Europäische Institut für Menschenrechte - Prof. Dr. Dr. Ümit Yazıcıoğlu -
      Europäische Institut für Menschenrechte - Prof. Dr. Dr. Ümit Yazıcıoğlu -

Polonya'nın Savunma Harcamalarındaki Artış ve Ukrayna ile Güçlü İlişkisi: Yeni Bir Diplomatik Dönem

Polonya'nın Savunma Harcamalarındaki Artış ve Ukrayna ile Güçlü İlişkisi: Yeni Bir Diplomatik Dönem

Prof. Dr. Dr. Ümit Yazıcıoğlu

 

   1. Giriş

1  1.1. Haberin Özeti

Belçika haber ajansı Belga'nın Alman Ekonomik Araştırma Enstitüsü verilerine dayanarak sunduğu habere göre, Polonya, NATO üyesi ülkeler arasında savunma harcamalarında lider konumda bulunmaktadır.

 

Kuzey Atlantik İttifakı'nın %2'lik GSYİH hedefine ulaşan sadece 10 ülkeden biri olan Polonya, savunma harcamalarını GSYİH'nın %3,9'u seviyesine çıkarmıştır.

 

1.2.Araştırmanın Amacı

Bu çalışmanın amacı, Polonya'nın savunma harcamalarındaki lider konumunu Belga haber ajansının sunmuş olduğu veriler çerçevesinde analiz etmek ve bu durumun Polonya'nın diplomatik ve askeri stratejilerindeki değişimlere nasıl yansıdığını anlamaktır.
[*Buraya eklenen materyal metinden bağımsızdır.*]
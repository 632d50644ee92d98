//! Skill matcher library
//!
//! Extracts skills from resumes and job postings and scores how well a resume
//! covers a job's requirements.

pub mod cli;
pub mod config;
pub mod error;
pub mod input;
pub mod output;
pub mod processing;

pub use config::Config;
pub use error::{Result, SkillMatcherError};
Aynı zamanda, Polonya'nın liberal liderliği altında Ukrayna ile olan ilişkilerini, askeri işbirliğini ve iç politikadaki gelişmeleri inceleyerek, ülkenin uluslararası arenadaki rolünü değerlendirmek de bu araştırmanın hedeflerindendir.

 

2.Polonya'nın Savunma Harcamalarındaki Lider Konumu

2.1.NATO Kuralları ve Üye Ülkelerin Taahhütleri

Kuzey Atlantik İttifakı (NATO), üye ülkelerin savunma harcamalarını GSYİH'larının %2'si seviyesine çıkarma taahhüdünde bulunmaktadır. Bu kuralların belirlediği hedef, üye ülkelerin savunma kapasitelerini güçlendirmeyi ve kolektif savunma prensiplerini desteklemeyi amaçlamaktadır. Ancak, Belga haber ajansının raporuna göre, bu hedefe ulaşan ülkeler arasında yalnızca 10 tanesi bulunmaktadır. Polonya, GSYİH'nın %3,9'unu savunma harcamalarına ayırarak, bu alanda lider konumda bulunan ülkelerden biri olarak öne çıkmaktadır.

 

2.2.Belga Haber Ajansı ve Alman Ekonomik Araştırma Enstitüsü Verileri

Belga haber ajansı tarafından sunulan bilgiler, Alman Ekonomik Araştırma Enstitüsü verilerine dayanmaktadır. Bu kaynaklar, Polonya'nın savunma harcamalarındaki lider konumunu objektif ve güvenilir bir şekilde değerlendirmekte ve ülkenin NATO kurallarına uyumunu analiz etmektedir. Belçika haber ajansı Belga'nın Alman Ekonomik Araştırma Enstitüsü verilerine dayanarak sunduğu habere göre, Polonya şu an itibariyle NATO üyesi ülkeler arasında savunma harcamalarında lider konumda bulunuyor. Kuzey Atlantik İttifakı kurallarına göre, üye ülkelerin yılda GSYİH'nın %2'sini savunma harcamalarına ayırması gerekiyor. Ancak Belga'nın araştırmasına göre, bu taahhüdü yerine getiren ülkeler arasında sadece 10 tanesi bulunuyor ve liderlik pozisyonu, GSYİH'nın %3,9'unu savunmaya ayıran Polonya'ya ait.

 

Belçika'nın savunma harcamalarının GSYİH'nın yalnızca %1,1'ini oluşturduğu bir bağlamda, Polonya'nın savunma harcamalarındaki bu lider konumu dikkat çekiyor. Polonya'nın Milli Savunma Bakan Yardımcısı Stanislaw Wziątek, gelecek yıl için planlanan ordu bütçesinin GSYİH'nın %4,2'sini oluşturarak 150 milyar zlotiden (yaklaşık 34,4 milyar Euro) daha fazla olacağını belirtti.

 

2.3.Polonya'nın GSYİH'nın %3,9'unu Savunmaya Ayırması

Polonya'nın GSYİH'nın %3,9'unu savunma harcamalarına ayırması, ülkenin güvenlik politikalarındaki önemli bir değişimi yansıtmaktadır. Bu oran, NATO standartlarının üzerinde bir taahhüt anlamına gelerek, Polonya'nın bölgesel ve küresel güvenlik konularına ne kadar önem verdiğini göstermektedir. Savunma harcamalarındaki bu artış, Polonya'nın askeri kapasitesini güçlendirmeye yönelik stratejik bir adım olarak yorumlanmaktadır.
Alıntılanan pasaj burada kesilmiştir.